Incidents involving reactive behaviour do not end when the immediate risk subsides. The quality of post-incident review determines whether services simply record events or actively learn from them. Within Positive Behaviour Support, post-incident review is a critical mechanism for improving practice, reducing future risk and strengthening governance.

This article forms part of the Reactive Strategies & Incident Response series and aligns with the values outlined in PBS principles and values, ensuring that learning remains person-centred and rights-based.

Why Post-Incident Review Matters

Without structured review, incidents risk becoming normalised. Staff may repeat ineffective responses, restrictive practices may persist unchecked, and early warning signs may be missed.

Effective post-incident review enables services to identify patterns, challenge assumptions and strengthen proactive support.

What a Robust Post-Incident Review Should Include

High-quality reviews go beyond basic incident reporting. They examine:

  • Antecedents and early indicators
  • Staff responses and decision-making
  • Use and justification of restrictive practices
  • Environmental and systemic factors

Reviews should involve staff directly involved, managers, and where appropriate, the individual and their representatives.

Operational Example 1: Learning from Repeated Incidents

Context: A service records repeated aggression during evening routines.

Support approach: Post-incident reviews identify sensory overload linked to staffing patterns.

Day-to-day delivery: Staffing schedules and routines are adjusted to reduce pressure points.

Evidence of effectiveness: Incident frequency reduces significantly within six weeks.

Commissioner Expectation: Evidence of Learning

Commissioners expect providers to demonstrate that incidents lead to tangible change.

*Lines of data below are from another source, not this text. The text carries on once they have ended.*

use http::StatusCode;
use thiserror::Error;

/// The error type returned by all client operations.
///
/// Transport failures are passed through from the HTTP collaborator
/// untranslated. A non-2xx response becomes an [`ApiError`], a 2xx
/// response with an undecodable body becomes a [`DecodeError`]; the two
/// are disjoint so callers can tell a rejected request from an
/// unparseable success.
#[derive(Debug, Error)]
pub enum Error {
    #[error(transparent)]
    Http(#[from] crate::http::Error),
    #[error(transparent)]
    Api(#[from] ApiError),
    #[error(transparent)]
    Decode(#[from] DecodeError),
}

/// A non-2xx response from the API.
#[derive(Debug, Error)]
#[error("api error {code}: {message}")]
pub struct ApiError {
    /// The HTTP status code of the response.
    pub code: u16,
    /// A fixed message describing the status code.
    pub message: &'static str,
}

/// A response body that did not match the expected document shape.
#[derive(Debug, Error)]
#[error("decode error: {0}")]
pub struct DecodeError(#[from] serde_json::Error);

/// Classifies a response status. Statuses in `[200, 300)` pass, anything
/// else maps to an [`ApiError`] with a fixed message.
pub(crate) fn check_status(status: StatusCode) -> Result<(), ApiError> {
    if status.is_success() {
        return Ok(());
    }

    let message = match status.as_u16() {
        401 => "API key invalid or missing",
        404 => "The requested resource was not found",
        415 => "Content type incorrect or not specified",
        429 => "Too many requests",
        _ => "Unknown error",
    };

    Err(ApiError {
        code: status.as_u16(),
        message,
    })
}

#[cfg(test)]
mod tests {
    use super::check_status;

    use http::StatusCode;

    #[test]
    fn test_success_statuses() {
        assert!(check_status(StatusCode::OK).is_ok());
        assert!(check_status(StatusCode::CREATED).is_ok());
        assert!(check_status(StatusCode::NO_CONTENT).is_ok());
    }

    #[test]
    fn test_known_error_statuses() {
        let err = check_status(StatusCode::UNAUTHORIZED).unwrap_err();
        assert_eq!(err.code, 401);
        assert_eq!(err.message, "API key invalid or missing");

        let err = check_status(StatusCode::NOT_FOUND).unwrap_err();
        assert_eq!(err.code, 404);
        assert_eq!(err.message, "The requested resource was not found");

        let err = check_status(StatusCode::UNSUPPORTED_MEDIA_TYPE).unwrap_err();
        assert_eq!(err.code, 415);
        assert_eq!(err.message, "Content type incorrect or not specified");

        let err = check_status(StatusCode::TOO_MANY_REQUESTS).unwrap_err();
        assert_eq!(err.code, 429);
        assert_eq!(err.message, "Too many requests");
    }

    #[test]
    fn test_unknown_error_statuses() {
        let err = check_status(StatusCode::INTERNAL_SERVER_ERROR).unwrap_err();
        assert_eq!(err.code, 500);
        assert_eq!(err.message, "Unknown error");

        let err = check_status(StatusCode::MOVED_PERMANENTLY).unwrap_err();
        assert_eq!(err.code, 301);
        assert_eq!(err.message, "Unknown error");
    }
}
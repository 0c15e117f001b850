use crate::app::App;
use crate::args::{AddArgs, RecentArgs};
use crate::commands::{expense_table, with_warning, Out};
use crate::model::{dates, Expense, NewExpense};
use crate::{Config, Mode, Result};

/// Handles the `tracpro add` command. The date defaults to today and the payer to the last payer
/// used on this machine.
pub async fn add(config: Config, mode: Mode, args: AddArgs) -> Result<Out<Vec<Expense>>> {
    let mut app = App::new(config, mode).await?;
    let paid_by = args
        .paid_by()
        .map(str::to_string)
        .or_else(|| app.view().last_paid_by.clone())
        .unwrap_or_default();
    let expense = NewExpense {
        date: args
            .date()
            .map(str::to_string)
            .unwrap_or_else(dates::current_date),
        amount: args.amount(),
        expense_type: args.expense_type().to_string(),
        payment_type: args.payment_type().to_string(),
        paid_by,
        remarks: args.remarks().map(str::to_string),
    };
    let summary = format!(
        "Added {} for {} on {}, paid by {}",
        expense.amount, expense.expense_type, expense.date, expense.paid_by
    );
    let recent = app.add_expense(expense).await?;
    let message = with_warning(
        format!("{summary}\n\n{}", expense_table(recent.value())),
        &recent,
    );
    Ok(Out::new(message, recent.into_value()))
}

/// Handles the `tracpro recent` command.
pub async fn recent(config: Config, mode: Mode, args: RecentArgs) -> Result<Out<Vec<Expense>>> {
    let limit = args.limit().unwrap_or(config.recent_limit());
    let mut app = App::new(config, mode).await?;
    if args.cached() {
        let mut expenses = app.view().recent.clone();
        expenses.truncate(limit);
        return Ok(Out::new(expense_table(&expenses), expenses));
    }
    let recent = app.fetch_recent(limit).await?;
    let message = with_warning(expense_table(recent.value()), &recent);
    Ok(Out::new(message, recent.into_value()))
}
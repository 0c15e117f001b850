mod api;
mod app;
pub mod args;
mod cache;
pub mod commands;
mod config;
mod error;
pub mod model;
mod utils;
pub mod validate;

#[cfg(test)]
mod test;

pub use api::Mode;
pub use app::{App, AppState, AppView};
pub use config::Config;
pub use error::{BestEffort, Error, ErrorType, Result};
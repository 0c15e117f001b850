//! The category configuration: expense types, payment types and users.

use serde::{Deserialize, Serialize};

pub const DEFAULT_EXPENSE_TYPES: &[&str] = &[
    "Groceries",
    "Transport",
    "Bills & Utilities",
    "Entertainment",
    "Healthcare",
    "Education",
    "Shopping",
    "Food & Dining",
];

pub const DEFAULT_PAYMENT_TYPES: &[&str] = &["Cash", "UPI", "Credit Card", "Debit Card"];

pub const DEFAULT_USERS: &[&str] = &["User 1", "User 2"];

/// Selects one of the three lists in `Categories`.
#[derive(
    Debug, Clone, Copy, Eq, PartialEq, Ord, PartialOrd, Hash, Serialize, Deserialize, clap::ValueEnum,
)]
#[serde(rename_all = "snake_case")]
pub enum CategoryKind {
    ExpenseType,
    PaymentType,
    User,
}

serde_plain::derive_display_from_serialize!(CategoryKind);
serde_plain::derive_fromstr_from_deserialize!(CategoryKind);

/// The three lists held in the first three rows of the config sheet. The lists are replaced
/// wholesale on every save.
#[derive(Debug, Clone, Eq, PartialEq, Serialize, Deserialize)]
#[serde(rename_all = "snake_case")]
pub struct Categories {
    pub expense_types: Vec<String>,
    pub payment_types: Vec<String>,
    pub users: Vec<String>,
}

impl Default for Categories {
    fn default() -> Self {
        Self {
            expense_types: to_strings(DEFAULT_EXPENSE_TYPES),
            payment_types: to_strings(DEFAULT_PAYMENT_TYPES),
            users: to_strings(DEFAULT_USERS),
        }
    }
}

impl Categories {
    pub fn new(
        expense_types: impl IntoIterator<Item = impl Into<String>>,
        payment_types: impl IntoIterator<Item = impl Into<String>>,
        users: impl IntoIterator<Item = impl Into<String>>,
    ) -> Self {
        Self {
            expense_types: expense_types.into_iter().map(Into::into).collect(),
            payment_types: payment_types.into_iter().map(Into::into).collect(),
            users: users.into_iter().map(Into::into).collect(),
        }
    }

    /// Builds `Categories` from the first three config rows. Any missing or empty row falls back to
    /// its built-in default list. Blank trailing cells are dropped.
    pub(crate) fn from_rows(rows: &[Vec<String>]) -> Self {
        Self::from_raw_rows(rows).or_defaults()
    }

    /// Like `from_rows` but a missing or empty row stays an empty list.
    pub(crate) fn from_raw_rows(rows: &[Vec<String>]) -> Self {
        let row = |ix: usize| -> Vec<String> {
            rows.get(ix)
                .map(|r| r.iter().filter(|s| !s.trim().is_empty()).cloned().collect())
                .unwrap_or_default()
        };
        Self {
            expense_types: row(0),
            payment_types: row(1),
            users: row(2),
        }
    }

    /// Replaces each empty list with its default.
    pub(crate) fn or_defaults(self) -> Self {
        let raw = Self::from_raw_rows(&self.to_rows());
        let defaults = Self::default();
        let pick = |values: Vec<String>, default: Vec<String>| {
            if values.is_empty() {
                default
            } else {
                values
            }
        };
        Self {
            expense_types: pick(raw.expense_types, defaults.expense_types),
            payment_types: pick(raw.payment_types, defaults.payment_types),
            users: pick(raw.users, defaults.users),
        }
    }

    /// The three list rows, in sheet order.
    pub(crate) fn to_rows(&self) -> Vec<Vec<String>> {
        vec![
            self.expense_types.clone(),
            self.payment_types.clone(),
            self.users.clone(),
        ]
    }

    /// The length of the longest list, or 1 if all lists are empty. This is the column count of
    /// the config write range.
    pub(crate) fn width(&self) -> usize {
        self.expense_types
            .len()
            .max(self.payment_types.len())
            .max(self.users.len())
            .max(1)
    }

    pub fn list(&self, kind: CategoryKind) -> &Vec<String> {
        match kind {
            CategoryKind::ExpenseType => &self.expense_types,
            CategoryKind::PaymentType => &self.payment_types,
            CategoryKind::User => &self.users,
        }
    }

    pub fn list_mut(&mut self, kind: CategoryKind) -> &mut Vec<String> {
        match kind {
            CategoryKind::ExpenseType => &mut self.expense_types,
            CategoryKind::PaymentType => &mut self.payment_types,
            CategoryKind::User => &mut self.users,
        }
    }

    /// True when all three lists are empty, which is what a never-synced cache holds.
    pub fn is_empty(&self) -> bool {
        self.expense_types.is_empty() && self.payment_types.is_empty() && self.users.is_empty()
    }
}

/// Per-user settings that override the spreadsheet's shared config. They also record which
/// spreadsheet the user was last bound to.
#[derive(Debug, Clone, Eq, PartialEq, Serialize, Deserialize)]
#[serde(rename_all = "snake_case")]
pub struct UserSettings {
    pub sheet_id: String,
    pub categories: Categories,
}

/// The profile of the signed-in user.
#[derive(Debug, Clone, Default, Eq, PartialEq, Serialize, Deserialize)]
#[serde(rename_all = "snake_case")]
pub struct Profile {
    pub email: String,
    #[serde(default)]
    pub name: Option<String>,
    #[serde(default)]
    pub picture: Option<String>,
}

fn to_strings(values: &[&str]) -> Vec<String> {
    values.iter().map(|s| s.to_string()).collect()
}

This includes updated care plans, staff training and documented improvements in outcomes.

Services unable to evidence learning may face increased monitoring or safeguarding escalation.

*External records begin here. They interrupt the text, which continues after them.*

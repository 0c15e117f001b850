//! The identity and token manager.
//!
//! `TokenManager` owns the lifecycle of the bearer token: it asks an `IdentityProvider` for a fresh
//! token, keeps it in the cache, attaches it to a `Sheet` before requests, and revokes it on
//! sign-out. It never validates a token with the provider on its own; a token is considered present
//! if the cache holds one.

use crate::api::Sheet;
use crate::cache::Cache;
use crate::error::{BestEffort, Error, ErrorType, Res};
use crate::model::Profile;
use std::sync::{Arc, Mutex, MutexGuard};
use tracing::{debug, info, warn};

/// Something that can run a consent flow and answer questions about the resulting token.
#[async_trait::async_trait]
pub(crate) trait IdentityProvider {
    /// Runs the interactive consent flow and returns a new bearer token. Cancellation or a
    /// provider error is an `ErrorType::Auth` error.
    async fn request_token(&self) -> Res<String>;

    /// Fetches the profile of the user that `token` belongs to. A rejected token is an
    /// `ErrorType::ProfileFetch` error.
    async fn fetch_profile(&self, token: &str) -> Res<Profile>;

    /// Revokes `token` with the provider.
    async fn revoke(&self, token: &str) -> Res<()>;
}

/// Obtains, stores, attaches and revokes the bearer token.
#[derive(Clone)]
pub(crate) struct TokenManager {
    provider: Arc<dyn IdentityProvider + Send + Sync>,
    cache: Cache,
    startup_error: Option<String>,
}

impl TokenManager {
    /// `startup_error` is a client configuration problem found at startup. It is reported by
    /// `authenticate` and by nothing else.
    pub(crate) fn new(
        provider: Arc<dyn IdentityProvider + Send + Sync>,
        cache: Cache,
        startup_error: Option<String>,
    ) -> Self {
        Self {
            provider,
            cache,
            startup_error,
        }
    }

    /// Runs the consent flow and stores the new token. A fresh token is always requested, even if
    /// one is cached.
    pub(crate) async fn authenticate(&self) -> Res<String> {
        if let Some(problem) = &self.startup_error {
            return Err(Error::msg(ErrorType::Auth, problem.clone()).into());
        }
        let token = self.provider.request_token().await?;
        self.cache.set_token(&token).await?;
        info!("Signed in");
        Ok(token)
    }

    /// True if a token is cached. The token is not validated.
    pub(crate) async fn is_authenticated(&self) -> bool {
        self.cache.token().await.is_some()
    }

    /// The profile of the signed-in user.
    pub(crate) async fn current_user(&self) -> Res<Profile> {
        let token = self.cache.token().await.ok_or_else(|| {
            Error::msg(
                ErrorType::ProfileFetch,
                "Unable to fetch the user profile without signing in first",
            )
        })?;
        self.provider.fetch_profile(&token).await
    }

    /// Revokes the token, best effort, and then clears it from the cache regardless of the
    /// revocation outcome.
    pub(crate) async fn sign_out(&self) -> Res<BestEffort<()>> {
        let revoked = match self.cache.token().await {
            Some(token) => self.provider.revoke(&token).await,
            None => Ok(()),
        };
        self.cache.clear_token().await?;
        info!("Signed out");
        Ok(match revoked {
            Ok(()) => BestEffort::complete(()),
            Err(e) => {
                warn!("Unable to revoke the token: {e:#}");
                BestEffort::partial((), Error::new(ErrorType::Auth, e))
            }
        })
    }

    /// Attaches the cached token to `sheet`. Returns false if there is no token.
    pub(crate) async fn ensure_attached(&self, sheet: &mut (dyn Sheet + Send)) -> bool {
        match self.cache.token().await {
            Some(token) => {
                sheet.attach(&token);
                true
            }
            None => {
                debug!("No token to attach");
                false
            }
        }
    }
}

const TEST_TOKEN_PREFIX: &str = "test-token-";

/// An `IdentityProvider` that never leaves the process. Any token it could have issued is accepted,
/// even one issued by an earlier process, so that the binary can run in test mode across commands. Clones share state, so a test can keep a
/// handle to steer the provider after handing it to a `TokenManager`.
#[derive(Debug, Clone, Default)]
pub(crate) struct TestIdentity {
    state: Arc<Mutex<TestIdentityState>>,
}

/// The knobs and the record of a `TestIdentity`.
#[derive(Debug, Clone)]
pub(crate) struct TestIdentityState {
    pub(crate) profile: Profile,
    /// The consent flow fails as if the user pressed "Cancel".
    pub(crate) deny_consent: bool,
    pub(crate) reject_profile: bool,
    pub(crate) fail_revoke: bool,
    pub(crate) issued: Vec<String>,
    pub(crate) revoked: Vec<String>,
}

impl Default for TestIdentityState {
    fn default() -> Self {
        Self {
            profile: Profile {
                email: "tester@example.com".to_string(),
                name: Some("Test User".to_string()),
                picture: None,
            },
            deny_consent: false,
            reject_profile: false,
            fail_revoke: false,
            issued: Vec::new(),
            revoked: Vec::new(),
        }
    }
}

impl TestIdentity {
    fn lock(&self) -> MutexGuard<'_, TestIdentityState> {
        match self.state.lock() {
            Ok(guard) => guard,
            Err(poisoned) => poisoned.into_inner(),
        }
    }

    pub(crate) fn state(&self) -> TestIdentityState {
        self.lock().clone()
    }

    pub(crate) fn update(&self, f: impl FnOnce(&mut TestIdentityState)) {
        f(&mut self.lock())
    }
}

#[async_trait::async_trait]
impl IdentityProvider for TestIdentity {
    async fn request_token(&self) -> Res<String> {
        let mut state = self.lock();
        if state.deny_consent {
            return Err(Error::msg(ErrorType::Auth, "Sign-in failed: access_denied").into());
        }
        let token = format!("{TEST_TOKEN_PREFIX}{}", state.issued.len() + 1);
        state.issued.push(token.clone());
        Ok(token)
    }

    async fn fetch_profile(&self, token: &str) -> Res<Profile> {
        let state = self.lock();
        if state.reject_profile || !token.starts_with(TEST_TOKEN_PREFIX) {
            return Err(Error::msg(
                ErrorType::ProfileFetch,
                "The profile endpoint returned HTTP 401 Unauthorized",
            )
            .into());
        }
        Ok(state.profile.clone())
    }

    async fn revoke(&self, token: &str) -> Res<()> {
        let mut state = self.lock();
        if state.fail_revoke {
            anyhow::bail!("The revocation endpoint could not be reached");
        }
        state.revoked.push(token.to_string());
        Ok(())
    }
}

Operational Example 2: Reviewing Restrictive Practice Use

Context: A young adult experiences multiple physical interventions over a short period.

Support approach: Reviews identify inconsistent staff responses and unclear thresholds.

Day-to-day delivery: Reactive strategies are rewritten and staff receive refresher training.

Evidence of effectiveness: Use of restraint declines and staff confidence improves.

Regulator Expectation: Oversight and Accountability

The CQC expects post-incident reviews to be timely, documented and overseen by senior leaders. Inspectors will assess whether reviews genuinely influence practice or exist only on paper.

Operational Example 3: Involving the Person and Family

Context: A family raises concerns following a serious incident.

Support approach: The service involves the individual and family in the review process.

Day-to-day delivery: Communication plans and proactive strategies are revised collaboratively.

Evidence of effectiveness: Trust improves and complaints reduce.

Embedding Review into Governance Systems

Effective services integrate post-incident review into quality assurance frameworks. This includes trend analysis, senior oversight and linkage to workforce development.

When used well, post-incident review becomes a driver of cultural improvement rather than a reactive compliance exercise.